Each record below must be written out exactly as given.

##########

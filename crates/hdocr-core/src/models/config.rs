//! Configuration structures for the extraction pipeline.

use serde::{Deserialize, Serialize};
use std::path::PathBuf;

use hdocr_inference::DEFAULT_PROMPT;

/// Environment variable consulted when no API key is configured.
pub const API_KEY_ENV: &str = "HDOCR_API_KEY";

/// Main configuration for hdocr.
#[derive(Debug, Clone, Default, Serialize, Deserialize)]
#[serde(default)]
pub struct HdocrConfig {
    /// Vision-language model configuration.
    pub inference: InferenceConfig,

    /// Line-item extraction configuration.
    pub extraction: ExtractionConfig,

    /// Batch and staging configuration.
    pub batch: BatchConfig,
}

/// Vision-language model endpoint configuration.
#[derive(Debug, Clone, Serialize, Deserialize)]
#[serde(default)]
pub struct InferenceConfig {
    /// OpenAI-compatible chat-completions URL.
    pub endpoint: String,

    /// Model name sent with each request.
    pub model: String,

    /// Bearer token, if the endpoint requires one.
    #[serde(skip_serializing_if = "Option::is_none")]
    pub api_key: Option<String>,

    /// Question asked for every image.
    pub prompt: String,

    /// Maximum number of generated tokens.
    pub max_tokens: u32,

    /// Repetition penalty passed through to the server.
    pub repetition_penalty: Option<f32>,

    /// Request timeout in seconds.
    pub timeout_secs: u64,

    /// Longer image side sent to the model, in pixels.
    pub max_image_size: u32,
}

impl Default for InferenceConfig {
    fn default() -> Self {
        Self {
            endpoint: "http://localhost:8000/v1/chat/completions".to_string(),
            model: "5CD-AI/Vintern-1B-v3_5".to_string(),
            api_key: None,
            prompt: DEFAULT_PROMPT.to_string(),
            max_tokens: 2048,
            repetition_penalty: Some(2.5),
            timeout_secs: 300,
            max_image_size: 1792,
        }
    }
}

/// Line-item extraction configuration.
#[derive(Debug, Clone, Serialize, Deserialize)]
#[serde(default)]
pub struct ExtractionConfig {
    /// How many of the four columns a header line must name (name included).
    pub min_header_fields: usize,

    /// Look for a JSON array/object when no table rows were found.
    pub json_fallback: bool,
}

impl Default for ExtractionConfig {
    fn default() -> Self {
        Self {
            min_header_fields: 3,
            json_fallback: true,
        }
    }
}

/// Batch processing configuration.
#[derive(Debug, Clone, Serialize, Deserialize)]
#[serde(default)]
pub struct BatchConfig {
    /// File extensions picked up from a folder (lowercase, no dot).
    pub allowed_extensions: Vec<String>,

    /// Where uploaded bytes are staged (system temp dir when unset).
    #[serde(skip_serializing_if = "Option::is_none")]
    pub staging_dir: Option<PathBuf>,
}

impl Default for BatchConfig {
    fn default() -> Self {
        Self {
            allowed_extensions: crate::batch::DEFAULT_IMAGE_EXTENSIONS
                .iter()
                .map(|e| e.to_string())
                .collect(),
            staging_dir: None,
        }
    }
}

impl HdocrConfig {
    /// Load configuration from a JSON file.
    pub fn from_file(path: &std::path::Path) -> Result<Self, std::io::Error> {
        let content = std::fs::read_to_string(path)?;
        serde_json::from_str(&content).map_err(|e| {
            std::io::Error::new(std::io::ErrorKind::InvalidData, e.to_string())
        })
    }

    /// Save configuration to a JSON file.
    pub fn save(&self, path: &std::path::Path) -> Result<(), std::io::Error> {
        let content = serde_json::to_string_pretty(self).map_err(|e| {
            std::io::Error::new(std::io::ErrorKind::InvalidData, e.to_string())
        })?;
        std::fs::write(path, content)
    }

    /// Fill the API key from [`API_KEY_ENV`] when the file left it unset.
    pub fn with_env_overrides(mut self) -> Self {
        if self.inference.api_key.is_none() {
            self.inference.api_key = std::env::var(API_KEY_ENV)
                .ok()
                .filter(|k| !k.trim().is_empty());
        }
        self
    }
}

##########

Completed task:
filename crates/hdocr-core/src/models/config.rs
//! Configuration structures for the extraction pipeline.

use serde::{Deserialize, Serialize};
use std::path::PathBuf;

use hdocr_inference::DEFAULT_PROMPT;

/// Environment variable consulted when no API key is configured.
pub const API_KEY_ENV: &str = "HDOCR_API_KEY";

/// Main configuration for hdocr.
#[derive(Debug, Clone, Default, Serialize, Deserialize)]
#[serde(default)]
pub struct HdocrConfig {
    /// Vision-language model configuration.
    pub inference: InferenceConfig,

    /// Line-item extraction configuration.
    pub extraction: ExtractionConfig,

    /// Batch and staging configuration.
    pub batch: BatchConfig,
}

/// Vision-language model endpoint configuration.
#[derive(Debug, Clone, Serialize, Deserialize)]
#[serde(default)]
pub struct InferenceConfig {
    /// OpenAI-compatible chat-completions URL.
    pub endpoint: String,

    /// Model name sent with each request.
    pub model: String,

    /// Bearer token, if the endpoint requires one.
    #[serde(skip_serializing_if = "Option::is_none")]
    pub api_key: Option<String>,

    /// Question asked for every image.
    pub prompt: String,

    /// Maximum number of generated tokens.
    pub max_tokens: u32,

    /// Repetition penalty passed through to the server.
    pub repetition_penalty: Option<f32>,

    /// Request timeout in seconds.
    pub timeout_secs: u64,

    /// Longer image side sent to the model, in pixels.
    pub max_image_size: u32,
}

impl Default for InferenceConfig {
    fn default() -> Self {
        Self {
            endpoint: "http://localhost:8000/v1/chat/completions".to_string(),
            model: "5CD-AI/Vintern-1B-v3_5".to_string(),
            api_key: None,
            prompt: DEFAULT_PROMPT.to_string(),
            max_tokens: 2048,
            repetition_penalty: Some(2.5),
            timeout_secs: 300,
            max_image_size: 1792,
        }
    }
}

/// Line-item extraction configuration.
#[derive(Debug, Clone, Serialize, Deserialize)]
#[serde(default)]
pub struct ExtractionConfig {
    /// How many of the four columns a header line must name (name included).
    pub min_header_fields: usize,

    /// Look for a JSON array/object when no table rows were found.
    pub json_fallback: bool,
}

impl Default for ExtractionConfig {
    fn default() -> Self {
        Self {
            min_header_fields: 3,
            json_fallback: true,
        }
    }
}

/// Batch processing configuration.
#[derive(Debug, Clone, Serialize, Deserialize)]
#[serde(default)]
pub struct BatchConfig {
    /// File extensions picked up from a folder (lowercase, no dot).
    pub allowed_extensions: Vec<String>,

    /// Where uploaded bytes are staged (system temp dir when unset).
    #[serde(skip_serializing_if = "Option::is_none")]
    pub staging_dir: Option<PathBuf>,
}

impl Default for BatchConfig {
    fn default() -> Self {
        Self {
            allowed_extensions: crate::batch::DEFAULT_IMAGE_EXTENSIONS
                .iter()
                .map(|e| e.to_string())
                .collect(),
            staging_dir: None,
        }
    }
}

impl HdocrConfig {
    /// Load configuration from a JSON file.
    pub fn from_file(path: &std::path::Path) -> Result<Self, std::io::Error> {
        let content = std::fs::read_to_string(path)?;
        serde_json::from_str(&content).map_err(|e| {
            std::io::Error::new(std::io::ErrorKind::InvalidData, e.to_string())
        })
    }

    /// Save configuration to a JSON file.
    pub fn save(&self, path: &std::path::Path) -> Result<(), std::io::Error> {
        let content = serde_json::to_string_pretty(self).map_err(|e| {
            std::io::Error::new(std::io::ErrorKind::InvalidData, e.to_string())
        })?;
        std::fs::write(path, content)
    }

    /// Fill the API key from [`API_KEY_ENV`] when the file left it unset.
    pub fn with_env_overrides(mut self) -> Self {
        if self.inference.api_key.is_none() {
            self.inference.api_key = std::env::var(API_KEY_ENV)
                .ok()
                .filter(|k| !k.trim().is_empty());
        }
        self
    }
}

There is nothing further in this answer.